As we near the passangrahan we take note of a group of sheet-iron buildings surrounded by a high wire fence. It is the jail and watching us intently are a score of prisoners. As we look in their direction they break into smiles and call to us in Malay. They are asking us to secure them for additional servants during our stay and, noting our surprise at this, the Controlleur assures us that he will loan us all the help we want. Later he makes good his word, for he sends several of the prisoners over to the resthouse where we have taken up our abode. They are accompanied by a native sergeant, who sits in the shade all day, smoking. He never bothers about what the prisoners are doing and they dutifully report to him at meal-times. In the evening, when their house-cleaning and grass-cutting are over, they line up and return to the jail. We even send them on errands, which they do conscientiously but not at all hastily.

The Controlleur and Reache leave us—to get our things straightened out, they say—and promise to call again to-morrow. They also say that we must meet the other Europeans who are connected with the little trading-company. We shall not be able to see the Assistant Resident on business until the steamer sails, we are informed, for he has many reports to forward to his chief in Ambon. These are always made up at the last moment and the rush is terrible. The assistant is even now writing the first of the two. One of them is to tell the chief that Merauke is still in New Guinea, and the other that we have arrived and are being well cared for. He must rest from this labor for a day; then he will receive us with the formality due the distinguished guest. He will inquire with solicitous concern as to our health, and what we most desire to do, and will grant our every wish, after due deliberation. Things of such weighty nature as our coming on a little friendly visit must be treated with painstaking consideration. It is too warm to decide too much in one day, for then judgment might be erroneous, and—oh, well! why talk business when there is so much else to talk about? There hasn’t been a stranger in Merauke for months, and we can’t blame them, can we? No! We shall let the purpose of our coming go hang, and just sit down and be entertained for the best part of a week. They will enjoy it almost as much as we, so why not?

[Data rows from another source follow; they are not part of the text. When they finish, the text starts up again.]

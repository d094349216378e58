use crate::error::IngressError;

/// Message kind carried by the last topic segment.
#[derive(Debug, Clone, Copy, PartialEq, Eq)]
pub enum MessageKind {
    Heartbeat,
    Status,
    Weight,
    Data,
    Response,
    Default,
}

impl MessageKind {
    /// Unknown kinds are treated as `default`.
    pub fn from_segment(segment: &str) -> Self {
        match segment.trim().to_ascii_lowercase().as_str() {
            "heartbeat" => MessageKind::Heartbeat,
            "status" => MessageKind::Status,
            "weight" => MessageKind::Weight,
            "data" => MessageKind::Data,
            "response" => MessageKind::Response,
            _ => MessageKind::Default,
        }
    }

    /// Heartbeat-only path: refreshes liveness, never touches slot state.
    pub fn is_liveness(&self) -> bool {
        matches!(self, MessageKind::Heartbeat | MessageKind::Status)
    }
}

/// Parsed MQTT topic containing namespace, device and message kind
#[derive(Debug, Clone, PartialEq)]
pub struct ParsedTopic {
    pub namespace: String,
    pub device_id: String,
    pub kind: MessageKind,
}

/// Parse an MQTT topic in the format `{namespace}/{device_id}[/{kind}]`
///
/// # Examples
/// ```
/// use intellirack::ingress::{parse_topic, MessageKind};
///
/// let parsed = parse_topic("intellirack/rack-1/weight").unwrap();
/// assert_eq!(parsed.device_id, "rack-1");
/// assert_eq!(parsed.kind, MessageKind::Weight);
/// ```
pub fn parse_topic(topic: &str) -> Result<ParsedTopic, IngressError> {
    let parts: Vec<&str> = topic.split('/').collect();

    if parts.len() != 2 && parts.len() != 3 {
        return Err(IngressError::InvalidTopic(format!(
            "Invalid topic format '{}': expected '{{namespace}}/{{device_id}}[/{{kind}}]'",
            topic
        )));
    }

    let namespace = parts[0].trim();
    let device_id = parts[1].trim();

    if namespace.is_empty() {
        return Err(IngressError::InvalidTopic(
            "Namespace cannot be empty in topic".to_string(),
        ));
    }

    if device_id.is_empty() {
        return Err(IngressError::InvalidTopic(
            "Device ID cannot be empty in topic".to_string(),
        ));
    }

    let kind = parts
        .get(2)
        .map(|segment| MessageKind::from_segment(segment))
        .unwrap_or(MessageKind::Default);

    Ok(ParsedTopic {
        namespace: namespace.to_string(),
        device_id: device_id.to_string(),
        kind,
    })
}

At the passangrahan we find that Moh has dinner ready. He shows us where the bath-house is and we go there and revel in the cool splashing of the water upon our perspiring bodies. The mode of bathing, here, is new to us, but we feel we shall come to like it. The bath-house is exactly like all others found throughout the Dutch East Indies. It is placed right alongside the cook-house, which is detached from the main bungalow, that the heat and smell of cooking may not invade the domain of the Tuan.

Within the palm-thatched room are several great jars of rain-water, a wooden grid to stand upon, and a tin dipper of gallon size. One drenches himself from head to foot, lathers thoroughly, then sluices down with more gallons and the bath is complete. It is quick, easy, and exhilarating. We are told not to try it much after nightfall, however, unless we wish to be eaten alive. There are cannibalistic mosquitos here that will charge en masse, drive in their lances, and bear you away in chunks. They are nocturnal in their habits and we are profoundly thankful that this is so, for at night one sleeps behind a protecting klambu or mosquito curtain which completely enshrouds the bed. There one falls into slumber secure from their attacks and lulled by their incessant droning. Now and then some persistent fellow manages to find entrance and one becomes aware of a more shrill note in the general hum that increases in pitch until it is punctuated with a hesitant quaver followed by a red-hot stab,—upon almost any spot, but generally on the temple, where it accomplishes most. This is the occasion of two things. The first, a hunting-expedition with a lighted wax taper, which ends in the incineration of the intruder, and an angry determination to murder Moh the very next morning for leaving an opening in the folds of the net. Justly or unjustly, Moh always serves as scapegoat. He thrives on it.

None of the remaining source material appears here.